╭─ Stored data

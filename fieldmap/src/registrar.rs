//! Record types registered with a container ahead of first use.

use parking_lot::RwLock;
use std::any::TypeId;
use std::fmt;

use crate::container::MapperContainer;
use crate::errors::MapperError;
use crate::record::{module_path_of, short_type_name, Record};

type RegisterFn<C> = fn(&MapperContainer<C>) -> Result<bool, MapperError>;

/// A type-erased handle to a record type, able to register it with a container.
pub struct RecordType<C> {
    type_id: TypeId,
    type_name: &'static str,
    field_names: fn() -> Vec<&'static str>,
    register: RegisterFn<C>,
}

impl<C: 'static> RecordType<C> {
    /// Creates the handle for `R`.
    #[must_use]
    pub fn of<R: Record>() -> Self {
        Self {
            type_id: TypeId::of::<R>(),
            type_name: R::type_name(),
            field_names: || R::fields().iter().map(|field| field.name()).collect(),
            register: MapperContainer::<C>::register_type::<R>,
        }
    }
}

impl<C> RecordType<C> {
    /// Returns the full type name.
    #[must_use]
    pub const fn type_name(&self) -> &'static str {
        self.type_name
    }

    /// Returns the type name without its module path.
    #[must_use]
    pub fn short_name(&self) -> &'static str {
        short_type_name(self.type_name)
    }

    /// Returns the module the type is declared in.
    #[must_use]
    pub fn module_path(&self) -> &'static str {
        module_path_of(self.type_name)
    }

    /// Returns every declared field name, mappable or not.
    #[must_use]
    pub fn field_names(&self) -> Vec<&'static str> {
        (self.field_names)()
    }

    /// Returns the type id of the record.
    #[must_use]
    pub const fn type_id(&self) -> TypeId {
        self.type_id
    }

    /// Synthesizes and caches the mapper for this type.
    ///
    /// Returns true if this call synthesized it.
    pub(crate) fn register(&self, container: &MapperContainer<C>) -> Result<bool, MapperError> {
        (self.register)(container)
    }
}

impl<C> Clone for RecordType<C> {
    fn clone(&self) -> Self {
        *self
    }
}

impl<C> Copy for RecordType<C> {}

impl<C> PartialEq for RecordType<C> {
    fn eq(&self, other: &Self) -> bool {
        self.type_id == other.type_id
    }
}

impl<C> Eq for RecordType<C> {}

impl<C> fmt::Debug for RecordType<C> {
    fn fmt(&self, f: &mut fmt::Formatter<'_>) -> fmt::Result {
        f.debug_struct("RecordType")
            .field("type_name", &self.type_name)
            .finish()
    }
}

/// An explicit, thread-safe list of record types.
///
/// Adding a type twice keeps the first entry.
pub struct RecordCatalog<C> {
    types: RwLock<Vec<RecordType<C>>>,
}

impl<C> Default for RecordCatalog<C> {
    fn default() -> Self {
        Self {
            types: RwLock::new(Vec::new()),
        }
    }
}

impl<C: 'static> RecordCatalog<C> {
    /// Creates an empty catalog.
    #[must_use]
    pub fn new() -> Self {
        Self::default()
    }

    /// Adds `R` and returns the catalog.
    #[must_use]
    pub fn with<R: Record>(self) -> Self {
        self.add::<R>();
        self
    }

    /// Adds `R`. Returns false if it was already listed.
    pub fn add<R: Record>(&self) -> bool {
        self.insert(RecordType::of::<R>())
    }

    /// Adds a handle. Returns false if its type was already listed.
    pub fn insert(&self, record_type: RecordType<C>) -> bool {
        let mut types = self.types.write();
        if types.contains(&record_type) {
            return false;
        }
        types.push(record_type);
        true
    }
}

impl<C> RecordCatalog<C> {
    /// Returns the listed types satisfying `predicate`, in insertion order.
    pub fn matching<P>(&self, mut predicate: P) -> Vec<RecordType<C>>
    where
        P: FnMut(&RecordType<C>) -> bool,
    {
        self.types
            .read()
            .iter()
            .filter(|record_type| predicate(record_type))
            .copied()
            .collect()
    }

    /// Returns the full names of all listed types.
    #[must_use]
    pub fn type_names(&self) -> Vec<&'static str> {
        self.types.read().iter().map(RecordType::type_name).collect()
    }

    /// Returns the number of listed types.
    #[must_use]
    pub fn len(&self) -> usize {
        self.types.read().len()
    }

    /// Returns true if nothing is listed.
    #[must_use]
    pub fn is_empty(&self) -> bool {
        self.types.read().is_empty()
    }
}

impl<C> fmt::Debug for RecordCatalog<C> {
    fn fmt(&self, f: &mut fmt::Formatter<'_>) -> fmt::Result {
        f.debug_struct("RecordCatalog")
            .field("types", &self.type_names())
            .finish()
    }
}
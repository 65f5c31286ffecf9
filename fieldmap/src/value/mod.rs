//! Dynamic values exchanged with carriers.
//!
//! Carriers hand out and accept [`Value`]s; record fields are converted
//! to and from them through [`FieldValue`].

mod field;

pub use field::{FieldType, FieldValue};

use chrono::{DateTime, Utc};
use serde::{Deserialize, Serialize};
use std::fmt;
use uuid::Uuid;

/// A scalar value read from or written to a carrier.
#[derive(Debug, Clone, Default, PartialEq, Serialize, Deserialize)]
#[serde(tag = "kind", content = "value", rename_all = "snake_case")]
pub enum Value {
    /// Explicit "no value".
    #[default]
    Null,
    /// Boolean value.
    Bool(bool),
    /// Signed 32-bit integer.
    I32(i32),
    /// Signed 64-bit integer.
    I64(i64),
    /// 64-bit float.
    F64(f64),
    /// String value.
    String(String),
    /// Unique identifier.
    Uuid(Uuid),
    /// UTC timestamp.
    Timestamp(DateTime<Utc>),
}

impl Value {
    /// Returns the null value.
    #[must_use]
    pub const fn null() -> Self {
        Self::Null
    }

    /// Returns true for [`Value::Null`].
    #[must_use]
    pub const fn is_null(&self) -> bool {
        matches!(self, Self::Null)
    }

    /// Returns the kind of this value.
    #[must_use]
    pub const fn kind(&self) -> ValueKind {
        match self {
            Self::Null => ValueKind::Null,
            Self::Bool(_) => ValueKind::Bool,
            Self::I32(_) => ValueKind::I32,
            Self::I64(_) => ValueKind::I64,
            Self::F64(_) => ValueKind::F64,
            Self::String(_) => ValueKind::String,
            Self::Uuid(_) => ValueKind::Uuid,
            Self::Timestamp(_) => ValueKind::Timestamp,
        }
    }

    /// Returns the string slice if this is a string value.
    #[must_use]
    pub fn as_str(&self) -> Option<&str> {
        match self {
            Self::String(v) => Some(v),
            _ => None,
        }
    }
}

/// The runtime kind of a [`Value`].
#[derive(Debug, Clone, Copy, PartialEq, Eq, Hash, Serialize, Deserialize)]
#[serde(rename_all = "snake_case")]
pub enum ValueKind {
    /// [`Value::Null`].
    Null,
    /// [`Value::Bool`].
    Bool,
    /// [`Value::I32`].
    I32,
    /// [`Value::I64`].
    I64,
    /// [`Value::F64`].
    F64,
    /// [`Value::String`].
    String,
    /// [`Value::Uuid`].
    Uuid,
    /// [`Value::Timestamp`].
    Timestamp,
}

impl ValueKind {
    /// Returns the lowercase name of this kind.
    #[must_use]
    pub const fn as_str(&self) -> &'static str {
        match self {
            Self::Null => "null",
            Self::Bool => "bool",
            Self::I32 => "i32",
            Self::I64 => "i64",
            Self::F64 => "f64",
            Self::String => "string",
            Self::Uuid => "uuid",
            Self::Timestamp => "timestamp",
        }
    }
}

impl fmt::Display for ValueKind {
    fn fmt(&self, f: &mut fmt::Formatter<'_>) -> fmt::Result {
        f.write_str(self.as_str())
    }
}

impl From<bool> for Value {
    fn from(v: bool) -> Self {
        Self::Bool(v)
    }
}

impl From<i32> for Value {
    fn from(v: i32) -> Self {
        Self::I32(v)
    }
}

impl From<i64> for Value {
    fn from(v: i64) -> Self {
        Self::I64(v)
    }
}

impl From<f64> for Value {
    fn from(v: f64) -> Self {
        Self::F64(v)
    }
}

impl From<String> for Value {
    fn from(v: String) -> Self {
        Self::String(v)
    }
}

impl From<&str> for Value {
    fn from(v: &str) -> Self {
        Self::String(v.to_string())
    }
}

impl From<Uuid> for Value {
    fn from(v: Uuid) -> Self {
        Self::Uuid(v)
    }
}

impl From<DateTime<Utc>> for Value {
    fn from(v: DateTime<Utc>) -> Self {
        Self::Timestamp(v)
    }
}

impl<T: Into<Self>> From<Option<T>> for Value {
    fn from(v: Option<T>) -> Self {
        v.map_or(Self::Null, Into::into)
    }
}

╰─

** Exercise objective **
Using the data above, restate word for word the lines from its opening line through the line that contains "type RegisterFn<C> = fn(&MapperContainer<C>)", and no more.

** Task answer **
filename fieldmap/src/registrar.rs
//! Record types registered with a container ahead of first use.

use parking_lot::RwLock;
use std::any::TypeId;
use std::fmt;

use crate::container::MapperContainer;
use crate::errors::MapperError;
use crate::record::{module_path_of, short_type_name, Record};

type RegisterFn<C> = fn(&MapperContainer<C>) -> Result<bool, MapperError>;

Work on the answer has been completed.